Ta strona została uwierzytelniona.

324
WYBÓR PISM J. I. KRASZEWSKIEGO.

pytaj o mnie matko! ale proś Boga, abym w bitwie życia nie zginął sromotnie, na uboczu, zapomniany i skalany.
To były słowa ostatnie; po nich zamknęła mu się dusza i usta, i milczał. Nazajutrz rano do dnia, powóz stał zaprzężony przed gospodą, gdy bryczka Jędrusia jeszcze nie była gotowa. Pani Krzysztofowa chciała być na nabożeństwie przed odjazdem, on się śpieszył napowrót. Rozedniewało, gdy o brzasku przyszedł milczący i chłodny pożegnać matkę. Pokląkł przed nią, a ręce staruszki spuściły się drżące na jego głowę pochyloną, która płynącego na nią cichego błogosławieństwa nie poczuła. Wstał bez łzy w oku, bez wzruszenia, wybiegł i siedział już w powozie, gdy ona jeszcze na tém samém miejscu gdzie ją porzucił, jak wryta płakała... Przed oknami mignął jéj tylko wytworny ekwipaż synowski, którego woźnica zamaszyście z bata po trzykroć wypalił na odjezdném.
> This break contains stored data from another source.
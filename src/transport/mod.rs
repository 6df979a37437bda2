//! The boundary between the notification engine and the host that
//! actually moves bytes between machines.
//!
//! Connection establishment, encryption and multiplexing all happen
//! behind the [`Transport`] trait. The engine only asks for streams
//! by peer and protocol name and is told about connections and
//! inbound streams through [`Event`]s.

pub mod memory;
pub mod swarm;

use {
  async_trait::async_trait,
  futures::{AsyncRead, AsyncWrite},
  libp2p::{multiaddr::Protocol, Multiaddr, PeerId},
  parking_lot::RwLock,
  std::{collections::HashMap, fmt::Debug},
  thiserror::Error,
};

#[derive(Debug, Error)]
pub enum Error {
  #[error("IO Error: {0}")]
  Io(#[from] std::io::Error),

  #[error("Not connected to peer {0}")]
  NotConnected(PeerId),

  #[error("Peer {0} does not support protocol {1}")]
  UnsupportedProtocol(PeerId, String),

  #[error("Failed to dial peer {0}: {1}")]
  Dial(PeerId, String),

  #[error("Peer {0} is banned")]
  Banned(PeerId),

  #[error("Transport error: {0}")]
  Transport(String),

  #[error("Transport is closed")]
  Closed,
}

/// A raw bidirectional byte stream with a remote peer.
pub trait RawStream: AsyncRead + AsyncWrite + Send + Unpin + 'static {}
impl<T: AsyncRead + AsyncWrite + Send + Unpin + 'static> RawStream for T {}

pub type BoxedStream = Box<dyn RawStream>;

/// Which side initiated a connection.
#[derive(Debug, Clone, Copy, PartialEq, Eq)]
pub enum Endpoint {
  /// We dialed the remote peer.
  Dialer,
  /// The remote peer dialed us.
  Listener,
}

/// Activity reported by the transport, in the order it happened.
pub enum Event {
  /// The first connection with a peer was established.
  Connected { peer: PeerId, endpoint: Endpoint },

  /// The last connection with a peer was closed.
  Disconnected { peer: PeerId },

  /// A peer opened a stream on one of the registered protocols.
  InboundStream {
    peer: PeerId,
    protocol: String,
    stream: BoxedStream,
  },
}

impl Debug for Event {
  fn fmt(&self, f: &mut std::fmt::Formatter<'_>) -> std::fmt::Result {
    match self {
      Self::Connected { peer, endpoint } => f
        .debug_struct("Connected")
        .field("peer", peer)
        .field("endpoint", endpoint)
        .finish(),
      Self::Disconnected { peer } => {
        f.debug_struct("Disconnected").field("peer", peer).finish()
      }
      Self::InboundStream { peer, protocol, .. } => f
        .debug_struct("InboundStream")
        .field("peer", peer)
        .field("protocol", protocol)
        .finish(),
    }
  }
}

/// The host consumed by the network. Implementations deliver their
/// [`Event`]s on a channel handed out when they are constructed.
#[async_trait]
pub trait Transport: Send + Sync + 'static {
  fn local_peer_id(&self) -> PeerId;

  /// Accept inbound streams negotiated on this protocol name.
  fn register_protocol(&self, protocol: &str) -> Result<(), Error>;

  /// Opens a new outbound stream on an existing connection.
  async fn open_stream(
    &self,
    peer: PeerId,
    protocol: &str,
  ) -> Result<BoxedStream, Error>;

  fn connected_peers(&self) -> Vec<PeerId>;

  /// Addresses on which the transport accepts connections, once the
  /// listeners are up.
  fn listen_addrs(&self) -> Vec<Multiaddr> {
    Vec::new()
  }

  /// Establishes a connection with a peer using any of the addresses.
  async fn dial(&self, peer: PeerId, addrs: Vec<Multiaddr>)
    -> Result<(), Error>;

  /// Closes all connections with a peer. Does nothing if there
  /// are none.
  async fn disconnect(&self, peer: PeerId);

  fn ban_peer(&self, peer: PeerId);

  fn unban_peer(&self, peer: PeerId);

  /// Closes all connections and streams, pending reads fail.
  async fn close(&self);
}

/// Resolves peers to dialable addresses.
#[async_trait]
pub trait Discovery: Send + Sync + 'static {
  async fn resolve(&self, peer: &PeerId) -> Vec<Multiaddr>;

  /// Announces the local node to the rest of the network.
  async fn advertise(&self) -> Result<(), Error>;
}

/// Returns the peer identity carried by the `/p2p/...` component
/// of an address.
pub fn peer_id_of(addr: &Multiaddr) -> Option<PeerId> {
  addr.iter().find_map(|p| match p {
    Protocol::P2p(hash) => PeerId::from_multihash(hash).ok(),
    _ => None,
  })
}

/// Static discovery backed by a list of known addresses.
#[derive(Debug, Default)]
pub struct AddressBook {
  addrs: RwLock<HashMap<PeerId, Vec<Multiaddr>>>,
}

impl AddressBook {
  /// Builds an address book from addresses that end with a peer
  /// identity. Addresses without one are skipped.
  pub fn from_addrs<'a>(
    addrs: impl IntoIterator<Item = &'a Multiaddr>,
  ) -> Self {
    let book = Self::default();
    for addr in addrs {
      if let Some(peer) = peer_id_of(addr) {
        book.insert(peer, addr.clone());
      }
    }
    book
  }

  pub fn insert(&self, peer: PeerId, addr: Multiaddr) {
    let mut addrs = self.addrs.write();
    let known = addrs.entry(peer).or_default();
    if !known.contains(&addr) {
      known.push(addr);
    }
  }

  pub fn peers(&self) -> Vec<PeerId> {
    self.addrs.read().keys().copied().collect()
  }
}

#[async_trait]
impl Discovery for AddressBook {
  async fn resolve(&self, peer: &PeerId) -> Vec<Multiaddr> {
    self.addrs.read().get(peer).cloned().unwrap_or_default()
  }

  async fn advertise(&self) -> Result<(), Error> {
    Ok(())
  }
}

#[cfg(test)]
mod tests {
  use super::*;

  #[tokio::test]
  async fn address_book_indexes_by_peer_id() {
    let peer = PeerId::random();
    let addr: Multiaddr = format!("/ip4/10.0.0.1/tcp/30333/p2p/{peer}")
      .parse()
      .unwrap();
    let anonymous: Multiaddr = "/ip4/10.0.0.2/tcp/30333".parse().unwrap();

    let book = AddressBook::from_addrs([&addr, &anonymous]);
    assert_eq!(book.peers(), vec![peer]);
    assert_eq!(book.resolve(&peer).await, vec![addr.clone()]);
    assert!(book.resolve(&PeerId::random()).await.is_empty());

    book.insert(peer, addr.clone());
    assert_eq!(book.resolve(&peer).await.len(), 1);
  }
}
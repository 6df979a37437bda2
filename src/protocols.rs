//! Ready-made notification protocols of a blockchain node.
//!
//! Block announcements carry a handshake describing the chain of the
//! sender, peers on a different chain are rejected before any
//! announcement is accepted. Transactions need no handshake. Both are
//! encoded with MessagePack. What to do with received announcements
//! and transactions is up to the caller.

use {
  crate::{
    peerset::ReputationChange,
    protocol::{Error, Message, MessageType, ProtocolDescriptor},
  },
  bytes::Bytes,
  libp2p::PeerId,
  serde::{Deserialize, Serialize},
  std::{any::Any, ops::BitOr, sync::Arc},
};

pub const BLOCK_ANNOUNCE_TYPE: MessageType = 3;
pub const TRANSACTIONS_TYPE: MessageType = 4;

pub type BlockHash = [u8; 32];

/// Roles a node plays in the network, as a bit set.
#[derive(Debug, Clone, Copy, PartialEq, Eq, Hash, Serialize, Deserialize)]
pub struct Roles(pub u8);

impl Roles {
  pub const AUTHORITY: Roles = Roles(4);
  pub const FULL: Roles = Roles(1);
  pub const LIGHT: Roles = Roles(2);

  /// At least one known role and nothing else.
  pub fn is_valid(&self) -> bool {
    let known = Self::FULL.0 | Self::LIGHT.0 | Self::AUTHORITY.0;
    self.0 != 0 && self.0 & !known == 0
  }
}

impl BitOr for Roles {
  type Output = Roles;

  fn bitor(self, rhs: Roles) -> Roles {
    Roles(self.0 | rhs.0)
  }
}

#[derive(Debug, Clone, PartialEq, Eq, Serialize, Deserialize)]
pub struct BlockAnnounceHandshake {
  pub roles: Roles,
  pub best_number: u64,
  pub best_hash: BlockHash,
  pub genesis_hash: BlockHash,
}

#[derive(Debug, Clone, PartialEq, Eq, Serialize, Deserialize)]
pub struct BlockAnnounce {
  pub parent_hash: BlockHash,
  pub number: u64,
  pub header: Bytes,
  pub best_block: bool,
}

#[derive(Debug, Clone, PartialEq, Eq, Serialize, Deserialize)]
pub struct Transactions {
  pub extrinsics: Vec<Bytes>,
}

macro_rules! msgpack_message {
  ($type:ty, $tag:expr) => {
    impl Message for $type {
      fn message_type(&self) -> MessageType {
        $tag
      }

      fn encode(&self) -> Result<Bytes, Error> {
        Ok(rmp_serde::to_vec(self)?.into())
      }

      fn as_any(&self) -> &dyn Any {
        self
      }
    }
  };
}

msgpack_message!(BlockAnnounceHandshake, BLOCK_ANNOUNCE_TYPE);
msgpack_message!(BlockAnnounce, BLOCK_ANNOUNCE_TYPE);
msgpack_message!(Transactions, TRANSACTIONS_TYPE);

fn decode<T>(bytes: &[u8]) -> Result<Box<dyn Message>, Error>
where
  T: Message + for<'de> Deserialize<'de>,
{
  Ok(Box::new(rmp_serde::from_slice::<T>(bytes)?))
}

/// Accepts handshakes of peers on the same chain that declare
/// valid roles.
pub fn validate_block_announce_handshake(
  genesis_hash: &BlockHash,
  handshake: &dyn Message,
) -> Result<(), Error> {
  let handshake = handshake
    .downcast_ref::<BlockAnnounceHandshake>()
    .ok_or(Error::Rejected(ReputationChange::BAD_HANDSHAKE))?;

  if &handshake.genesis_hash != genesis_hash {
    return Err(Error::Rejected(ReputationChange::GENESIS_MISMATCH));
  }

  if !handshake.roles.is_valid() {
    return Err(Error::Rejected(ReputationChange::BAD_HANDSHAKE));
  }

  Ok(())
}

/// Block announcement protocol.
///
/// `local` produces our current handshake, it is called for every new
/// stream so it should report the latest best block.
pub fn block_announces<L, H>(
  name: impl Into<String>,
  local: L,
  handler: H,
) -> ProtocolDescriptor
where
  L: Fn() -> BlockAnnounceHandshake + Send + Sync + 'static,
  H: Fn(&PeerId, &BlockAnnounce) -> Result<bool, Error>
    + Send
    + Sync
    + 'static,
{
  let local = Arc::new(local);
  let genesis = Arc::clone(&local);

  ProtocolDescriptor::new(
    name,
    BLOCK_ANNOUNCE_TYPE,
    decode::<BlockAnnounce>,
    move |peer, message| match message.downcast_ref::<BlockAnnounce>() {
      Some(announce) => handler(peer, announce),
      None => Err(Error::Malformed("not a block announcement")),
    },
  )
  .with_handshake(
    move || Ok(Box::new((*local)()) as Box<dyn Message>),
    decode::<BlockAnnounceHandshake>,
    move |_, handshake| {
      validate_block_announce_handshake(&(*genesis)().genesis_hash, handshake)
    },
  )
}

/// Transaction propagation protocol. Transactions are handed to
/// `handler` in batches.
pub fn transactions<H>(
  name: impl Into<String>,
  handler: H,
) -> ProtocolDescriptor
where
  H: Fn(Vec<(PeerId, Transactions)>) -> Vec<Result<bool, Error>>
    + Send
    + Sync
    + 'static,
{
  ProtocolDescriptor::new(
    name,
    TRANSACTIONS_TYPE,
    decode::<Transactions>,
    |_, _| Err(Error::Malformed("transactions are handled in batches")),
  )
  .with_batch_handler(move |batch: Vec<(PeerId, Box<dyn Message>)>| {
    // foreign messages get their outcome here, the rest in order from
    // the handler, so outcomes stay aligned with the batch
    let mut outcomes = Vec::with_capacity(batch.len());
    let mut decoded = Vec::with_capacity(batch.len());
    for (peer, message) in batch {
      match message.downcast_ref::<Transactions>() {
        Some(transactions) => {
          outcomes.push(None);
          decoded.push((peer, transactions.clone()));
        }
        None => outcomes.push(Some(Err(Error::Malformed(
          "not a transactions message",
        )))),
      }
    }

    let mut handled = handler(decoded).into_iter();
    outcomes
      .into_iter()
      .map_while(|outcome| outcome.or_else(|| handled.next()))
      .collect()
  })
}
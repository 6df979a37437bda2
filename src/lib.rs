mod cache;
mod channel;
mod codec;
mod config;
mod gossip;
mod handshake;
mod network;
mod pool;
mod reaper;
mod shared;
mod spam;
mod stream;

pub mod notifications;
pub mod peerset;
pub mod protocol;
pub mod protocols;
pub mod request;
pub mod transport;

pub use {
  codec::Error as CodecError,
  config::{Config, Error as ConfigError},
  libp2p::{core::identity::Keypair, multiaddr, Multiaddr, PeerId},
  network::{Error, Network},
  peerset::{Reputation, ReputationChange},
  protocol::{Message, MessageType, ProtocolDescriptor},
  stream::{Bandwidth, PeerBandwidth},
};
//! In-process transport.
//!
//! A [`MemoryNetwork`] is a hub that connects any number of
//! [`MemoryTransport`] endpoints living in the same process. Streams
//! are pairs of in-memory pipes, so nodes can be simulated without
//! sockets, encryption or a muxer.

use {
  super::{BoxedStream, Endpoint, Error, Event, Transport},
  async_trait::async_trait,
  bytes::{Buf, BytesMut},
  futures::{AsyncRead, AsyncWrite},
  libp2p::{Multiaddr, PeerId},
  parking_lot::{Mutex, RwLock},
  std::{
    collections::{HashMap, HashSet},
    io,
    pin::Pin,
    sync::{
      atomic::{AtomicBool, Ordering},
      Arc,
      Weak,
    },
    task::{Context, Poll, Waker},
  },
  tokio::sync::mpsc::{unbounded_channel, UnboundedReceiver, UnboundedSender},
  tracing::debug,
};

/// One direction of a pipe.
#[derive(Debug, Default)]
struct Half {
  buffer: BytesMut,
  /// the writer closed its side, readers see EOF once drained.
  closed: bool,
  /// the reader is gone, writes fail.
  orphaned: bool,
  /// the connection was torn down, both sides fail.
  reset: bool,
  waker: Option<Waker>,
}

impl Half {
  fn wake(&mut self) {
    if let Some(waker) = self.waker.take() {
      waker.wake();
    }
  }
}

type HalfRef = Arc<Mutex<Half>>;

/// One end of an in-memory duplex pipe.
#[derive(Debug)]
pub struct MemoryStream {
  read: HalfRef,
  write: HalfRef,
}

/// Creates a connected pair of stream ends.
pub fn pipe() -> (MemoryStream, MemoryStream) {
  let (left, right) = (HalfRef::default(), HalfRef::default());
  (
    MemoryStream {
      read: Arc::clone(&left),
      write: Arc::clone(&right),
    },
    MemoryStream {
      read: right,
      write: left,
    },
  )
}

impl AsyncRead for MemoryStream {
  fn poll_read(
    self: Pin<&mut Self>,
    cx: &mut Context<'_>,
    buf: &mut [u8],
  ) -> Poll<io::Result<usize>> {
    let mut half = self.read.lock();
    if half.reset {
      return Poll::Ready(Err(io::ErrorKind::ConnectionReset.into()));
    }

    if !half.buffer.is_empty() {
      let len = half.buffer.len().min(buf.len());
      buf[..len].copy_from_slice(&half.buffer[..len]);
      half.buffer.advance(len);
      return Poll::Ready(Ok(len));
    }

    if half.closed {
      return Poll::Ready(Ok(0));
    }

    half.waker = Some(cx.waker().clone());
    Poll::Pending
  }
}

impl AsyncWrite for MemoryStream {
  fn poll_write(
    self: Pin<&mut Self>,
    _: &mut Context<'_>,
    buf: &[u8],
  ) -> Poll<io::Result<usize>> {
    let mut half = self.write.lock();
    if half.reset {
      return Poll::Ready(Err(io::ErrorKind::ConnectionReset.into()));
    }

    if half.closed || half.orphaned {
      return Poll::Ready(Err(io::ErrorKind::BrokenPipe.into()));
    }

    half.buffer.extend_from_slice(buf);
    half.wake();
    Poll::Ready(Ok(buf.len()))
  }

  fn poll_flush(
    self: Pin<&mut Self>,
    _: &mut Context<'_>,
  ) -> Poll<io::Result<()>> {
    Poll::Ready(Ok(()))
  }

  fn poll_close(
    self: Pin<&mut Self>,
    _: &mut Context<'_>,
  ) -> Poll<io::Result<()>> {
    let mut half = self.write.lock();
    half.closed = true;
    half.wake();
    Poll::Ready(Ok(()))
  }
}

impl Drop for MemoryStream {
  fn drop(&mut self) {
    let mut write = self.write.lock();
    write.closed = true;
    write.wake();
    drop(write);

    let mut read = self.read.lock();
    read.orphaned = true;
    read.buffer.clear();
  }
}

/// Both halves of a pipe, kept by the connection so they can be reset
/// when the connection goes away.
type PipeRef = (Weak<Mutex<Half>>, Weak<Mutex<Half>>);

fn reset(pipes: Vec<PipeRef>) {
  for half in pipes.into_iter().flat_map(|(a, b)| [a, b]) {
    if let Some(half) = half.upgrade() {
      let mut half = half.lock();
      half.reset = true;
      half.wake();
    }
  }
}

#[derive(Debug)]
struct Node {
  peer: PeerId,
  events: UnboundedSender<Event>,
  protocols: RwLock<HashSet<String>>,
  connections: Mutex<HashMap<PeerId, Vec<PipeRef>>>,
  banned: RwLock<HashSet<PeerId>>,
  closed: AtomicBool,
}

impl Node {
  fn emit(&self, event: Event) {
    // the receiver is gone only when the node was shut down
    let _ = self.events.send(event);
  }

  fn connect(&self, peer: PeerId, endpoint: Endpoint) -> bool {
    let mut connections = self.connections.lock();
    if connections.contains_key(&peer) {
      return false;
    }
    connections.insert(peer, vec![]);
    drop(connections);
    self.emit(Event::Connected { peer, endpoint });
    true
  }

  fn disconnect(&self, peer: &PeerId) {
    let pipes = self.connections.lock().remove(peer);
    if let Some(pipes) = pipes {
      reset(pipes);
      self.emit(Event::Disconnected { peer: *peer });
    }
  }

  fn attach(&self, peer: &PeerId, pipe: &PipeRef) -> bool {
    let mut connections = self.connections.lock();
    match connections.get_mut(peer) {
      Some(pipes) => {
        pipes.retain(|(a, b)| a.strong_count() + b.strong_count() != 0);
        pipes.push(pipe.clone());
        true
      }
      None => false,
    }
  }
}

/// Hub connecting in-process transports.
#[derive(Debug, Clone, Default)]
pub struct MemoryNetwork {
  nodes: Arc<RwLock<HashMap<PeerId, Arc<Node>>>>,
}

impl MemoryNetwork {
  pub fn new() -> Self {
    Self::default()
  }

  /// Creates a new endpoint with a random identity.
  pub fn transport(
    &self,
  ) -> (Arc<MemoryTransport>, UnboundedReceiver<Event>) {
    self.transport_with_id(PeerId::random())
  }

  pub fn transport_with_id(
    &self,
    peer: PeerId,
  ) -> (Arc<MemoryTransport>, UnboundedReceiver<Event>) {
    let (tx, rx) = unbounded_channel();
    let node = Arc::new(Node {
      peer,
      events: tx,
      protocols: RwLock::new(HashSet::new()),
      connections: Mutex::new(HashMap::new()),
      banned: RwLock::new(HashSet::new()),
      closed: AtomicBool::new(false),
    });

    self.nodes.write().insert(peer, Arc::clone(&node));
    let transport = MemoryTransport {
      node,
      hub: self.clone(),
    };
    (Arc::new(transport), rx)
  }

  fn node(&self, peer: &PeerId) -> Option<Arc<Node>> {
    self.nodes.read().get(peer).cloned()
  }
}

/// Endpoint of a [`MemoryNetwork`].
#[derive(Debug)]
pub struct MemoryTransport {
  node: Arc<Node>,
  hub: MemoryNetwork,
}

impl MemoryTransport {
  fn check_open(&self) -> Result<(), Error> {
    match self.node.closed.load(Ordering::Acquire) {
      true => Err(Error::Closed),
      false => Ok(()),
    }
  }

  fn disconnect_now(&self, peer: &PeerId) {
    self.node.disconnect(peer);
    if let Some(remote) = self.hub.node(peer) {
      remote.disconnect(&self.node.peer);
    }
  }
}

#[async_trait]
impl Transport for MemoryTransport {
  fn local_peer_id(&self) -> PeerId {
    self.node.peer
  }

  fn register_protocol(&self, protocol: &str) -> Result<(), Error> {
    self.check_open()?;
    self.node.protocols.write().insert(protocol.to_owned());
    Ok(())
  }

  async fn open_stream(
    &self,
    peer: PeerId,
    protocol: &str,
  ) -> Result<BoxedStream, Error> {
    self.check_open()?;
    let remote = self.hub.node(&peer).ok_or(Error::NotConnected(peer))?;
    if !remote.protocols.read().contains(protocol) {
      return Err(Error::UnsupportedProtocol(peer, protocol.to_owned()));
    }

    let (local_end, remote_end) = pipe();
    let halves: PipeRef = (
      Arc::downgrade(&local_end.read),
      Arc::downgrade(&local_end.write),
    );

    if !self.node.attach(&peer, &halves)
      || !remote.attach(&self.node.peer, &halves)
    {
      return Err(Error::NotConnected(peer));
    }

    remote.emit(Event::InboundStream {
      peer: self.node.peer,
      protocol: protocol.to_owned(),
      stream: Box::new(remote_end),
    });

    Ok(Box::new(local_end))
  }

  fn connected_peers(&self) -> Vec<PeerId> {
    self.node.connections.lock().keys().copied().collect()
  }

  async fn dial(&self, peer: PeerId, _: Vec<Multiaddr>) -> Result<(), Error> {
    self.check_open()?;
    if peer == self.node.peer {
      return Err(Error::Dial(peer, "cannot dial self".into()));
    }

    if self.node.banned.read().contains(&peer) {
      return Err(Error::Banned(peer));
    }

    let remote = match self.hub.node(&peer) {
      Some(remote) if !remote.closed.load(Ordering::Acquire) => remote,
      _ => return Err(Error::Dial(peer, "unreachable".into())),
    };

    if remote.banned.read().contains(&self.node.peer) {
      return Err(Error::Dial(peer, "connection refused".into()));
    }

    if self.node.connect(peer, Endpoint::Dialer) {
      debug!(local = %self.node.peer, remote = %peer, "memory connection");
      remote.connect(self.node.peer, Endpoint::Listener);
    }

    Ok(())
  }

  async fn disconnect(&self, peer: PeerId) {
    self.disconnect_now(&peer);
  }

  fn ban_peer(&self, peer: PeerId) {
    self.node.banned.write().insert(peer);
    self.disconnect_now(&peer);
  }

  fn unban_peer(&self, peer: PeerId) {
    self.node.banned.write().remove(&peer);
  }

  async fn close(&self) {
    if self.node.closed.swap(true, Ordering::AcqRel) {
      return;
    }

    for peer in self.connected_peers() {
      self.disconnect_now(&peer);
    }
    self.hub.nodes.write().remove(&self.node.peer);
  }
}
use {
  crate::{
    protocol::Message,
    stream::{StreamId, Substream},
  },
  dashmap::DashMap,
  libp2p::PeerId,
  std::sync::Arc,
  tokio::sync::Mutex,
};

/// Outbound stream shared between consecutive sends to a peer.
pub type SharedStream = Arc<Mutex<Substream>>;

/// Progress of the handshake with one peer on one protocol in one
/// direction.
///
/// `received && !validated` means the peer sent a handshake that we
/// rejected, such peers are refused on this protocol until they
/// reconnect.
#[derive(Debug, Clone, Default)]
pub struct HandshakeData {
  /// The remote handshake arrived.
  pub received: bool,

  /// The remote handshake passed validation.
  pub validated: bool,

  /// Decoded remote handshake.
  pub handshake: Option<Arc<dyn Message>>,

  /// Stream this state is bound to.
  pub stream_id: Option<StreamId>,

  /// Outbound stream messages are written to once validated.
  pub stream: Option<SharedStream>,
}

impl HandshakeData {
  /// Our handshake is out, nothing came back yet.
  pub fn sent(stream_id: StreamId) -> Self {
    Self {
      stream_id: Some(stream_id),
      ..Default::default()
    }
  }

  pub fn rejected(handshake: Option<Arc<dyn Message>>) -> Self {
    Self {
      received: true,
      validated: false,
      handshake,
      ..Default::default()
    }
  }

  pub fn is_rejected(&self) -> bool {
    self.received && !self.validated
  }
}

/// Handshake states of all peers of one protocol in one direction.
///
/// This map is the single source of truth for handshake progress.
/// Values are cloned out, no lock is ever held across an await.
#[derive(Debug, Default)]
pub struct HandshakeMap {
  states: DashMap<PeerId, HandshakeData>,
}

impl HandshakeMap {
  pub fn new() -> Self {
    Self::default()
  }

  pub fn get(&self, peer: &PeerId) -> Option<HandshakeData> {
    self.states.get(peer).map(|state| state.clone())
  }

  pub fn set(&self, peer: PeerId, data: HandshakeData) {
    self.states.insert(peer, data);
  }

  pub fn delete(&self, peer: &PeerId) -> Option<HandshakeData> {
    self.states.remove(peer).map(|(_, state)| state)
  }

  /// Removes the state of a peer only if it matches the predicate,
  /// atomically with respect to other writers.
  pub fn remove_if(
    &self,
    peer: &PeerId,
    predicate: impl FnOnce(&HandshakeData) -> bool,
  ) -> bool {
    self
      .states
      .remove_if(peer, |_, state| predicate(state))
      .is_some()
  }

  pub fn len(&self) -> usize {
    self.states.len()
  }

  pub fn is_empty(&self) -> bool {
    self.states.is_empty()
  }
}

#[cfg(test)]
mod tests {
  use super::*;

  #[test]
  fn remove_if_checks_binding() {
    let map = HandshakeMap::new();
    let peer = PeerId::random();

    map.set(peer, HandshakeData {
      received: true,
      validated: true,
      stream_id: Some(5),
      ..Default::default()
    });

    assert!(!map.remove_if(&peer, |s| s.stream_id == Some(6)));
    assert_eq!(map.len(), 1);
    assert!(map.remove_if(&peer, |s| s.stream_id == Some(5)));
    assert!(map.is_empty());
  }

  #[test]
  fn rejected_state_is_sticky() {
    let map = HandshakeMap::new();
    let peer = PeerId::random();
    map.set(peer, HandshakeData::rejected(None));
    assert!(map.get(&peer).unwrap().is_rejected());
    assert!(!HandshakeData::sent(1).is_rejected());
    assert!(map.delete(&peer).is_some());
    assert!(map.get(&peer).is_none());
  }
}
Przy Adamie siedział kamerdyner kasztelanowéj, który młodego chłopaka nie bardzo lubił i rad mu był przy zręczności dopiec. Gdy nieco odjechali, schylił się do ucha pana Adama, i rzekł doń z grzecznym, ale szyderskim półuśmiechem:
— Proszę pana grafa, czy też to prawda, co ci ludzie tam pletli, że ta uboga kobiecina, ma być matką jego?
— Moja matka? — odparł zimno pan Adam, mierząc go dumném wejrzeniem — któż to wacpanu powiedział? Cha! cha! Jest to stara ochmistrzyni moich rodziców, która mnie wychowała: chciałem się od niéj dowiedzieć niektórych szczegółów o mojéj familii, dla tego jéj kazałem przyjechać.